[TASK TO COMPLETE] Transcribe the following entries word for word. End with the line where "let mut reader" appears.

Dataset excerpts:
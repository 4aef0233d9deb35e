/*!
 * WAV decoding and chapter audio assembly.
 */

use std::io::Cursor;
use std::path::Path;

use hound::{SampleFormat, WavReader, WavSpec, WavWriter};

use crate::errors::BackendError;
use crate::file_utils::FileManager;
use crate::synthesis::SynthesizedAudio;

/// Decode WAV bytes into mono f32 samples, averaging channels
pub fn decode_wav(bytes: &[u8]) -> Result<SynthesizedAudio, BackendError> {
    let mut reader = WavReader::new(Cursor::new(bytes))?;
    let spec = reader.spec();
    let channels = spec.channels.max(1) as usize;

    let interleaved: Vec<f32> = match spec.sample_format {
        SampleFormat::Float => reader.samples::<f32>().collect::<Result<_, _>>()?,
        SampleFormat::Int => {
            let scale = (1i64 << (spec.bits_per_sample.saturating_sub(1))) as f32;
            reader
                .samples::<i32>()
                .map(|s| s.map(|v| v as f32 / scale))
                .collect::<Result<_, _>>()?
        }
    };

    let samples = if channels == 1 {
        interleaved
    } else {
        interleaved
            .chunks(channels)
            .map(|frame| frame.iter().sum::<f32>() / frame.len() as f32)
            .collect()
    };

    Ok(SynthesizedAudio::new(samples, spec.sample_rate))
}

/// Encode mono samples as 16-bit PCM WAV
pub fn encode_wav(samples: &[f32], sample_rate: u32) -> Result<Vec<u8>, hound::Error> {
    let spec = WavSpec {
        channels: 1,
        sample_rate,
        bits_per_sample: 16,
        sample_format: SampleFormat::Int,
    };

    let mut buffer = Cursor::new(Vec::new());
    {
        let mut writer = WavWriter::new(&mut buffer, spec)?;
        for sample in samples {
            let value = (sample.clamp(-1.0, 1.0) * i16::MAX as f32).round() as i16;
            writer.write_sample(value)?;
        }
        writer.finalize()?;
    }
    Ok(buffer.into_inner())
}

/// Linear resampling
pub fn resample(samples: &[f32], from_rate: u32, to_rate: u32) -> Vec<f32> {
    if from_rate == to_rate || samples.is_empty() || from_rate == 0 {
        return samples.to_vec();
    }

    let ratio = from_rate as f64 / to_rate as f64;
    let out_len = (samples.len() as f64 * to_rate as f64 / from_rate as f64).round() as usize;
    let last = samples.len() - 1;

    (0..out_len)
        .map(|i| {
            let pos = i as f64 * ratio;
            let index = (pos.floor() as usize).min(last);
            let next = (index + 1).min(last);
            let frac = (pos - index as f64) as f32;
            samples[index] * (1.0 - frac) + samples[next] * frac
        })
        .collect()
}

/// Assembles a chapter's audio by placing clips at absolute offsets
#[derive(Debug, Clone)]
pub struct ChapterAudio {
    sample_rate: u32,
    samples: Vec<f32>,
}

impl ChapterAudio {
    pub fn new(sample_rate: u32) -> Self {
        Self {
            sample_rate,
            samples: Vec::new(),
        }
    }

    fn offset(&self, seconds: f64) -> usize {
        (seconds.max(0.0) * self.sample_rate as f64).round() as usize
    }

    /// Place `audio` so it starts at `start` seconds
    pub fn place(&mut self, start: f64, audio: &SynthesizedAudio) {
        let offset = self.offset(start);
        // Rounding can put the previous clip at most a sample past `offset`
        self.samples.resize(offset, 0.0);
        if audio.sample_rate == self.sample_rate {
            self.samples.extend_from_slice(&audio.samples);
        } else {
            self.samples
                .extend(resample(&audio.samples, audio.sample_rate, self.sample_rate));
        }
    }

    /// Extend with silence up to `end` seconds
    pub fn pad_to(&mut self, end: f64) {
        let offset = self.offset(end);
        if self.samples.len() < offset {
            self.samples.resize(offset, 0.0);
        }
    }

    pub fn duration_secs(&self) -> f64 {
        self.samples.len() as f64 / self.sample_rate as f64
    }

    /// Scale to the target RMS level in dBFS, clipping to [-1, 1]
    pub fn normalize(&mut self, target_db: f64) {
        if self.samples.is_empty() {
            return;
        }
        let mean_square = self
            .samples
            .iter()
            .map(|s| (*s as f64) * (*s as f64))
            .sum::<f64>()
            / self.samples.len() as f64;
        if mean_square <= 0.0 {
            return;
        }

        let current_db = 10.0 * mean_square.log10();
        let gain = 10f64.powf((target_db - current_db) / 20.0) as f32;
        for sample in &mut self.samples {
            *sample = (*sample * gain).clamp(-1.0, 1.0);
        }
    }

    pub fn samples(&self) -> &[f32] {
        &self.samples
    }

    /// Write the chapter as a 16-bit WAV file
    pub fn write(&self, path: &Path) -> anyhow::Result<()> {
        let bytes = encode_wav(&self.samples, self.sample_rate)?;
        FileManager::write_atomic(path, &bytes)
    }
}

[ANSWER BELOW]
repository 4aef0233d9deb35e
/*!
 * WAV decoding and chapter audio assembly.
 */

use std::io::Cursor;
use std::path::Path;

use hound::{SampleFormat, WavReader, WavSpec, WavWriter};

use crate::errors::BackendError;
use crate::file_utils::FileManager;
use crate::synthesis::SynthesizedAudio;

/// Decode WAV bytes into mono f32 samples, averaging channels
pub fn decode_wav(bytes: &[u8]) -> Result<SynthesizedAudio, BackendError> {
    let mut reader = WavReader::new(Cursor::new(bytes))?;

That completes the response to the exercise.